- Theatrical poster
- Directed by: Peter Nicks
- Produced by: Linda Davis Peter Nicks
- Cinematography: Peter Nicks
- Edited by: Lawrence Lerew
- Release date: March 1, 2012 (True/False Film Festival);
- Running time: 81 minutes
- Country: United States
- Box office: $244,092

= The Waiting Room (2012 film) =

2012 documentary film

The Waiting Room is a 2012 American documentary film and social media project directed by Peter Nicks that follows the life and times of patients, doctors, and staff at Highland Hospital, a safety-net hospital in Oakland, California.

==Summary==
The project includes a blog which features stories and conversations from the waiting room as well as behind-the-scenes information about the project. Frequent video updates from the project are posted on the blog. These videos examine what life is like in an American public hospital caring for a community of largely uninsured patients.

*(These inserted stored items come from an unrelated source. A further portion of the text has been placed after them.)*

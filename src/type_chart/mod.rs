//! Immutable, validated type charts.
//!
//! A `TypeChart` can only be obtained through validation, so everything
//! downstream (type maps, multipliers, grouping) may assume the closure and
//! no-overlap invariants hold.

pub mod registry;

use crate::errors::{TypeChartError, TypeChartResult};
use schema::{validate_chart_data, ChartData, ChartId, DamageRelations, PokemonType};
use std::collections::BTreeMap;
use std::path::Path;
use std::str::FromStr;

/// One named ruleset: its recognized types and per-attacker damage relations.
#[derive(Debug, Clone, PartialEq, Eq)]
pub struct TypeChart {
    id: ChartId,
    type_names: Vec<PokemonType>,
    damage_relations: BTreeMap<PokemonType, DamageRelations>,
}

impl TypeChart {
    /// Validate raw chart data and freeze it. Fails on the first integrity issue.
    pub fn new(data: ChartData) -> TypeChartResult<Self> {
        if let Some(issue) = validate_chart_data(&data).into_iter().next() {
            return Err(TypeChartError::from_issue(data.id, issue));
        }

        Ok(TypeChart {
            id: data.id,
            type_names: data.type_names,
            damage_relations: data.damage_relations,
        })
    }

    pub fn id(&self) -> ChartId {
        self.id
    }

    /// Recognized types in the chart's fixed enumeration order.
    pub fn type_names(&self) -> &[PokemonType] {
        &self.type_names
    }

    pub fn relations_for(&self, attacker: PokemonType) -> Option<&DamageRelations> {
        self.damage_relations.get(&attacker)
    }

    pub fn relations(&self) -> impl Iterator<Item = (PokemonType, &DamageRelations)> {
        self.damage_relations
            .iter()
            .map(|(attacker, relations)| (*attacker, relations))
    }

    pub fn recognizes(&self, pokemon_type: PokemonType) -> bool {
        self.id.recognizes(pokemon_type)
    }

    /// Resolve a caller-supplied name against this chart's era.
    pub fn parse_type_name(&self, name: &str) -> TypeChartResult<PokemonType> {
        parse_type_for(self.id, name)
    }

    /// Back to the raw boundary shape, e.g. to derive a modified chart.
    pub fn to_chart_data(&self) -> ChartData {
        ChartData {
            id: self.id,
            type_names: self.type_names.clone(),
            damage_relations: self.damage_relations.clone(),
        }
    }
}

/// Case-insensitive type lookup restricted to the types `chart` recognizes.
pub(crate) fn parse_type_for(chart: ChartId, name: &str) -> TypeChartResult<PokemonType> {
    PokemonType::from_str(name.trim())
        .ok()
        .filter(|pokemon_type| chart.recognizes(*pokemon_type))
        .ok_or_else(|| TypeChartError::InvalidTypeName {
            chart,
            name: name.to_string(),
        })
}

impl TryFrom<ChartData> for TypeChart {
    type Error = TypeChartError;

    fn try_from(data: ChartData) -> TypeChartResult<Self> {
        TypeChart::new(data)
    }
}

/// Encodings accepted for externally supplied chart files.
#[derive(Debug, Clone, Copy, PartialEq, Eq)]
pub enum ChartFormat {
    Ron,
    Json,
}

impl ChartFormat {
    pub fn from_path(path: &Path) -> Option<Self> {
        match path.extension().and_then(|ext| ext.to_str()) {
            Some(ext) if ext.eq_ignore_ascii_case("ron") => Some(ChartFormat::Ron),
            Some(ext) if ext.eq_ignore_ascii_case("json") => Some(ChartFormat::Json),
            _ => None,
        }
    }
}

/// Parse chart data without validating it.
pub fn parse_chart_data(content: &str, format: ChartFormat) -> TypeChartResult<ChartData> {
    match format {
        ChartFormat::Ron => {
            ron::from_str(content).map_err(|e| TypeChartError::ChartParse(e.to_string()))
        }
        ChartFormat::Json => {
            serde_json::from_str(content).map_err(|e| TypeChartError::ChartParse(e.to_string()))
        }
    }
}

/// The offline validation pass: every integrity issue in the chart, as errors.
pub fn check_chart_data(data: &ChartData) -> Vec<TypeChartError> {
    validate_chart_data(data)
        .into_iter()
        .map(|issue| TypeChartError::from_issue(data.id, issue))
        .collect()
}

The project involves placing interactive storytelling booths in hospital waiting rooms. These kiosks will include the live-blogged reports from people living without health insurance, and a unique online portal that will distribute these stories and become an archive for the testimonials that will highlight the urgency of the national dialogue around health care.

==Production==
The Waiting Room is funded by the MacArthur Foundation, Independent Television Service, The Fledgling Fund, The San Francisco Foundation, California Council for the Humanities, the Pacific Pioneer Find, and the San Francisco Film Society. Its key partners include the Bay Area Video Coalition, Active Voice, Pentagram, and The Takeaway. The Waiting Room has also been featured on the New York Times Lens Blog as Videos Worth Watching.

==Critical reception==
Both The Washington Post and the San Francisco Chronicle named the film on the 10 Best of the Year lists. Critic Ann Hornaday of The Washington Post named The Waiting Room the third best film of 2012. Wrote Hornaday: "This subtle, compassionate tableau lifts the veil on a world often described in terms of squalor and despair, finding the inherent dignity and perseverance therein."
The movie holds a "fresh" rating of 100% on Rotten Tomatoes based on 34 reviews, with a weighted average of 8.41/10.